During the early years of the 20th century, many reform­ers of Chinese painting, Xu Beihong for one, advocated the mastery of pictorial verisimilitude as the only path to modernization. Xu's sketches demonstrate his staunch ad­herence to the centuries-old European tradition of aca­demic realism. Ironically, in the early part of the twentieth century, European artists themselves were renouncing that tradition in favor of modern interpretations. Sanyu's con­ceptual and more abstract renditions, frowned upon by so-called reformers like Xu, were, in fact, more aligned with the European modernists. As such, Sanyu was the first Chinese artist who successfully forged his own unique language and style in the nude genre, asserting his posi­tion as an avant-garde pioneer in the canons of Chinese modern art during the first half of the last century.

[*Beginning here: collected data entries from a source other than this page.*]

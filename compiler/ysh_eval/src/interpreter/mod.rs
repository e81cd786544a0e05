//! Tree-walking expression evaluator.
//!
//! # Architecture
//!
//! [`Evaluator::eval_expr`] is the entry point the statement executor calls
//! once per expression. It pushes the expression option scope, recurses
//! through `eval`, and classifies host-level errors on the way out.
//! Helpers live in sibling modules:
//!
//! - `args` - call argument lists, including spread
//! - `place` - assignment targets and `+=`
//! - `crate::eggex` - eggex compilation (an `impl` block on `Evaluator`)
//!
//! The evaluator owns no state beyond its recursion depth. Variables,
//! words, processes and pattern matching are borrowed capabilities, see
//! [`crate::host`].

mod args;
mod builder;
mod place;

pub use builder::EvaluatorBuilder;

use smallvec::SmallVec;
use ysh_ir::{AttrOp, BinaryOp, CommandSub, CommandSubKind, CompareOp, Expr, ExprKind, Span};
use ysh_value::{
    invalid_regex, not_callable, recursion_limit_exceeded, reserved, type_mismatch,
    undefined_variable, unhashable, unsupported, unsupported_operand, DictKey, EggexValue,
    EvalError, EvalResult, Obj, Value,
};

use crate::access::{get_attr, subscript};
use crate::compare::{approx_eq, evaluate_compare};
use crate::host::{
    FieldSplitter, GlobMatcher, PatternRenderer, ProcessExecutor, RegexMatcher, Scope, VarStore,
    WordEvaluator,
};
use crate::literals::{eval_const, eval_single_quoted};
use crate::operators::evaluate_binary;
use crate::options::{ExprOptions, SharedOptions};
use crate::stack::ensure_sufficient_stack;
use crate::unary_operators::evaluate_unary;

/// Resource limits for one evaluator.
#[derive(Copy, Clone, Debug, Default, Eq, PartialEq)]
pub struct EvalLimits {
    /// Maximum expression nesting depth. `None` leaves recursion bounded only
    /// by memory; the stack grows on demand.
    pub max_depth: Option<usize>,
}

/// Expression evaluator over borrowed shell capabilities.
///
/// Build one with [`EvaluatorBuilder`].
pub struct Evaluator<'a> {
    pub(crate) mem: &'a mut dyn VarStore,
    pub(crate) word_ev: &'a mut dyn WordEvaluator,
    pub(crate) shell_ex: &'a mut dyn ProcessExecutor,
    splitter: Box<dyn FieldSplitter + 'a>,
    glob: Box<dyn GlobMatcher + 'a>,
    regex: Box<dyn RegexMatcher + 'a>,
    renderer: Box<dyn PatternRenderer + 'a>,
    options: SharedOptions,
    limits: EvalLimits,
    depth: usize,
}

impl Evaluator<'_> {
    /// Option stack shared with the process executor.
    pub fn options(&self) -> &SharedOptions {
        &self.options
    }

    pub fn limits(&self) -> EvalLimits {
        self.limits
    }

    /// Evaluate a top-level expression.
    ///
    /// Command substitutions run with `COMMAND_SUB_ERREXIT` for the duration;
    /// the option is popped on every exit path. Type mismatches come back as
    /// "Type error in expression" and lookup failures as "Expression eval
    /// error"; every other error keeps its kind.
    #[tracing::instrument(level = "debug", skip_all, fields(span = ?node.span))]
    pub fn eval_expr(&mut self, node: &Expr) -> EvalResult {
        let _options = self.options.push_scoped(ExprOptions::COMMAND_SUB_ERREXIT);
        self.eval(node).map_err(EvalError::classify)
    }

    /// Recursive entry: depth guard, then dispatch.
    pub(crate) fn eval(&mut self, node: &Expr) -> EvalResult {
        if let Some(limit) = self.limits.max_depth {
            if self.depth >= limit {
                return Err(recursion_limit_exceeded(limit).with_span(node.span));
            }
        }
        self.depth += 1;
        let result = ensure_sufficient_stack(|| self.eval_inner(node));
        self.depth -= 1;
        result
    }

    fn eval_inner(&mut self, node: &Expr) -> EvalResult {
        match &node.kind {
            ExprKind::Const(tok) => eval_const(tok),
            ExprKind::Var(tok) => self.lookup_var(&tok.val, tok.span),

            // Words and processes
            ExprKind::CommandSub(sub) => self.eval_command_sub(sub),
            ExprKind::ShArrayLiteral(node) => {
                let words = self.word_ev.eval_word_sequence(&node.words)?;
                Ok(Value::strings(words))
            }
            ExprKind::DoubleQuoted(node) => self.word_ev.eval_double_quoted(node).map(Value::string),
            ExprKind::SingleQuoted(node) => eval_single_quoted(node).map(Value::string),
            ExprKind::BracedVarSub(node) => {
                self.word_ev.eval_braced_var_sub(node).map(Value::string)
            }
            ExprKind::SimpleVarSub(node) => {
                self.word_ev.eval_simple_var_sub(node).map(Value::string)
            }

            // Operators
            ExprKind::Unary { op, op_span, child } => {
                let operand = self.eval(child)?;
                evaluate_unary(&operand, *op).map_err(|e| e.or_span(*op_span))
            }
            ExprKind::Binary {
                op,
                op_span,
                left,
                right,
            } => self.eval_binary(*op, *op_span, left, right),
            ExprKind::Range { lower, upper } => {
                let lo = self.eval(lower)?;
                let hi = self.eval(upper)?;
                match (lo.as_int(), hi.as_int()) {
                    (Some(lo), Some(hi)) => Ok(Value::range(lo, hi)),
                    _ => Err(unsupported_operand(":", lo.type_name(), hi.type_name())
                        .or_span(node.span)),
                }
            }
            ExprKind::Slice { lower, upper } => {
                let lower = self.eval_slice_bound(lower.as_deref())?;
                let upper = self.eval_slice_bound(upper.as_deref())?;
                Ok(Value::slice(lower, upper))
            }
            ExprKind::Compare {
                left,
                ops,
                comparators,
            } => self.eval_compare(left, ops, comparators),
            ExprKind::IfExp { test, body, orelse } => {
                if self.eval(test)?.is_truthy() {
                    self.eval(body)
                } else {
                    self.eval(orelse)
                }
            }

            // Collections
            ExprKind::List(items) => Ok(Value::list(self.eval_all(items)?)),
            ExprKind::Tuple(items) => Ok(Value::tuple(self.eval_all(items)?)),
            ExprKind::Dict { keys, values } => self.eval_dict(keys, values),
            ExprKind::Implicit => Err(unsupported("Implicit value outside a dict literal")
                .with_span(node.span)),

            // Reserved syntax
            ExprKind::ListComp { .. } => Err(reserved("List comprehension").with_span(node.span)),
            ExprKind::GeneratorExp { .. } => {
                Err(reserved("Generator expression").with_span(node.span))
            }
            ExprKind::Lambda { .. } => Err(reserved("Lambda").with_span(node.span)),

            // Calls and access
            ExprKind::FuncCall { func, args } => {
                let callee = self.eval(func)?;
                let Value::Obj(Obj::Func(f)) = &callee else {
                    return Err(not_callable(callee.type_name()).with_span(func.span));
                };
                let (positional, named) = self.eval_args(args)?;
                f.call(positional, named)
            }
            ExprKind::Subscript { obj, indices } => {
                let obj = self.eval(obj)?;
                let index = self.eval_indices(indices)?;
                subscript(&obj, &index)
            }
            ExprKind::Attribute {
                obj,
                op,
                op_span,
                attr,
            } => {
                let obj = self.eval(obj)?;
                match op {
                    AttrOp::Dot => get_attr(&obj, &attr.val).map_err(|e| e.or_span(attr.span)),
                    // d->key is d['key']
                    AttrOp::RArrow => subscript(&obj, &Value::string(attr.val.clone()))
                        .map_err(|e| e.or_span(*op_span)),
                    AttrOp::DColon => Err(unsupported("Static access with '::'").with_span(*op_span)),
                }
            }
            ExprKind::RegexLiteral { regex, flags } => {
                let compiled = self.eval_regex((**regex).clone())?;
                Ok(Value::regex(EggexValue {
                    regex: compiled,
                    flags: flags.iter().map(|f| f.val.clone()).collect(),
                }))
            }
            ExprKind::Spread(_) => {
                Err(unsupported("Spread outside an argument list").with_span(node.span))
            }
        }
    }

    /// Look up a variable for an expression.
    pub(crate) fn lookup_var(&self, name: &str, span: Span) -> EvalResult {
        self.mem
            .lookup(name, Scope::LocalOrGlobal)
            .ok_or_else(|| undefined_variable(name).with_span(span))
    }

    fn eval_all(&mut self, items: &[Expr]) -> Result<Vec<Value>, EvalError> {
        items.iter().map(|item| self.eval(item)).collect()
    }

    /// Evaluate subscript indices. Several indices form one tuple key.
    pub(crate) fn eval_indices(&mut self, indices: &[Expr]) -> EvalResult {
        let mut values: SmallVec<[Value; 2]> = SmallVec::with_capacity(indices.len());
        for index in indices {
            values.push(self.eval(index)?);
        }
        if values.len() == 1 {
            if let Some(value) = values.pop() {
                return Ok(value);
            }
        }
        Ok(Value::tuple(values.into_vec()))
    }

    fn eval_slice_bound(&mut self, bound: Option<&Expr>) -> Result<Option<i64>, EvalError> {
        let Some(expr) = bound else {
            return Ok(None);
        };
        let value = self.eval(expr)?;
        match value {
            Value::Obj(Obj::Int(n)) => Ok(Some(n)),
            Value::Obj(Obj::Null) => Ok(None),
            _ => Err(type_mismatch(&format!(
                "slice indices must be Int or null, not '{}'",
                value.type_name()
            ))
            .or_span(expr.span)),
        }
    }

    fn eval_binary(&mut self, op: BinaryOp, op_span: Span, left: &Expr, right: &Expr) -> EvalResult {
        let left = self.eval(left)?;
        // and/or return the operand that decided the result
        match op {
            BinaryOp::And if !left.is_truthy() => return Ok(left),
            BinaryOp::Or if left.is_truthy() => return Ok(left),
            BinaryOp::And | BinaryOp::Or => return self.eval(right),
            _ => {}
        }
        let right = self.eval(right)?;
        evaluate_binary(left, right, op).map_err(|e| e.or_span(op_span))
    }

    /// `{k: v, name}`. Keys are evaluated before any value.
    fn eval_dict(&mut self, keys: &[Expr], values: &[Expr]) -> EvalResult {
        let evaluated_keys = self.eval_all(keys)?;
        let mut entries = indexmap::IndexMap::with_capacity(evaluated_keys.len());
        for ((key, key_expr), value_expr) in evaluated_keys.into_iter().zip(keys).zip(values) {
            let value = if matches!(value_expr.kind, ExprKind::Implicit) {
                let Some(name) = key.as_str() else {
                    return Err(type_mismatch(&format!(
                        "implicit dict value needs a Str key, not '{}'",
                        key.type_name()
                    ))
                    .or_span(key_expr.span));
                };
                self.lookup_var(name, key_expr.span)?
            } else {
                self.eval(value_expr)?
            };
            let key = DictKey::from_value(&key)
                .ok_or_else(|| unhashable(key.type_name()).or_span(key_expr.span))?;
            entries.insert(key, value);
        }
        Ok(Value::dict(entries))
    }

    fn eval_command_sub(&mut self, sub: &CommandSub) -> EvalResult {
        match sub.kind {
            CommandSubKind::Dollar => self.shell_ex.run_command_sub(sub).map(Value::string),
            CommandSubKind::At => {
                let stdout = self.shell_ex.run_command_sub(sub)?;
                Ok(Value::strings(self.splitter.split_for_word_eval(&stdout)))
            }
            CommandSubKind::Caret => {
                tracing::warn!(span = ?sub.span, "^(...) block literal is reserved; evaluating to null");
                Ok(Value::NULL)
            }
        }
    }

    /// Comparison chain.
    ///
    /// Stops at the first false link without evaluating later operands.
    /// `~~`, `!~~` and `~==` end the chain with their own result.
    fn eval_compare(
        &mut self,
        left: &Expr,
        ops: &[(CompareOp, Span)],
        comparators: &[Expr],
    ) -> EvalResult {
        let mut left = self.eval(left)?;
        for (&(op, op_span), right_expr) in ops.iter().zip(comparators) {
            let right = self.eval(right_expr)?;
            let result = match op {
                CompareOp::GlobMatch => return self.glob_match(&left, &right, op, op_span),
                CompareOp::NotGlobMatch => {
                    return self
                        .glob_match(&left, &right, op, op_span)
                        .map(|v| Value::bool(!v.is_truthy()));
                }
                CompareOp::ApproxEq => {
                    return approx_eq(&left, &right)
                        .map(Value::bool)
                        .map_err(|e| e.or_span(op_span));
                }
                CompareOp::RegexMatch => self.eval_match(&left, &right, true, op_span)?,
                CompareOp::NotRegexMatch => !self.eval_match(&left, &right, false, op_span)?,
                _ => evaluate_compare(&left, &right, op).map_err(|e| e.or_span(op_span))?,
            };
            if !result {
                return Ok(Value::bool(false));
            }
            left = right;
        }
        Ok(Value::bool(true))
    }

    /// `left ~~ right`: `right` is the glob.
    fn glob_match(&self, left: &Value, right: &Value, op: CompareOp, op_span: Span) -> EvalResult {
        match (left.as_str(), right.as_str()) {
            (Some(text), Some(pattern)) => Ok(Value::bool(self.glob.fnmatch(pattern, text))),
            _ => Err(
                unsupported_operand(op.as_symbol(), left.type_name(), right.type_name())
                    .or_span(op_span),
            ),
        }
    }

    /// Run a regex match and maintain the match side channel.
    ///
    /// With `set_match_result`, a match records its groups and a miss clears
    /// them; without it the side channel is left alone.
    fn eval_match(
        &mut self,
        left: &Value,
        right: &Value,
        set_match_result: bool,
        op_span: Span,
    ) -> Result<bool, EvalError> {
        let pattern = match right {
            Value::Str(s) => (**s).clone(),
            Value::Obj(Obj::Regex(eggex)) => self.renderer.render(&eggex.regex)?,
            _ => return Err(invalid_regex(&right.to_string()).with_span(op_span)),
        };
        let Some(text) = left.as_str() else {
            return Err(unsupported_operand("~", left.type_name(), right.type_name())
                .or_span(op_span));
        };
        let found = self.regex.regex_match(&pattern, text).map_err(|err| {
            tracing::debug!(%pattern, error = %err, "match engine rejected pattern");
            invalid_regex(&right.to_string()).with_span(op_span)
        })?;
        match found {
            Some(groups) => {
                if set_match_result {
                    tracing::trace!(groups = groups.len(), "setting match groups");
                    self.mem.set_match_groups(groups);
                }
                Ok(true)
            }
            None => {
                if set_match_result {
                    tracing::trace!("clearing match groups");
                    self.mem.clear_match_groups();
                }
                Ok(false)
            }
        }
    }
}

#[cfg(test)]
#[expect(clippy::unwrap_used, reason = "Tests use unwrap for brevity")]
mod tests;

Nu is a culmination of Sanyu's explo­ration and development of the nude genre. His earlier nudes of the 1920/30s typically show the subject in a po­sition of peaceful, dreamlike repose. In these paintings, the use of tapestries or sheets help to create a spatial def­inition, incorporating a softer palette and texture to in­troduce decorative elements. As Sanyu' s style of nude painting matured, he focused instead on bold black lines to delineate the nude, the lines becoming as much the subject of his painting as the nudes themselves and con­juring both a Chinese seal character and a sculptural land­scape. The pose in Nu is ingeniously constructed: the figure's raised right knee offers a vertical counterpoint to the horizontal layering that begins in the frontal plane with her splayed left leg, followed by the hilly curvatures of her two breasts, between which emerges her head, which is in turn supported by her left arm, which ver­tically counterbalances her raised right leg. His Nu is irrefutably the most important consumma­tion of the development of Sanyu's depiction of the nude from literal and figurative to a sophisticated abstraction of form attained through structural and proportional bal­ance and his signature curvilinear movement.

As Sanyu's last nude painting, Nu is a fitting conclusion to the innovative and creative spirit of Sanyu, who never lost sight of his Chinese sensibilities whilst navigating the highly charged and demanding energies of the European modernists into whose realm he was thrust.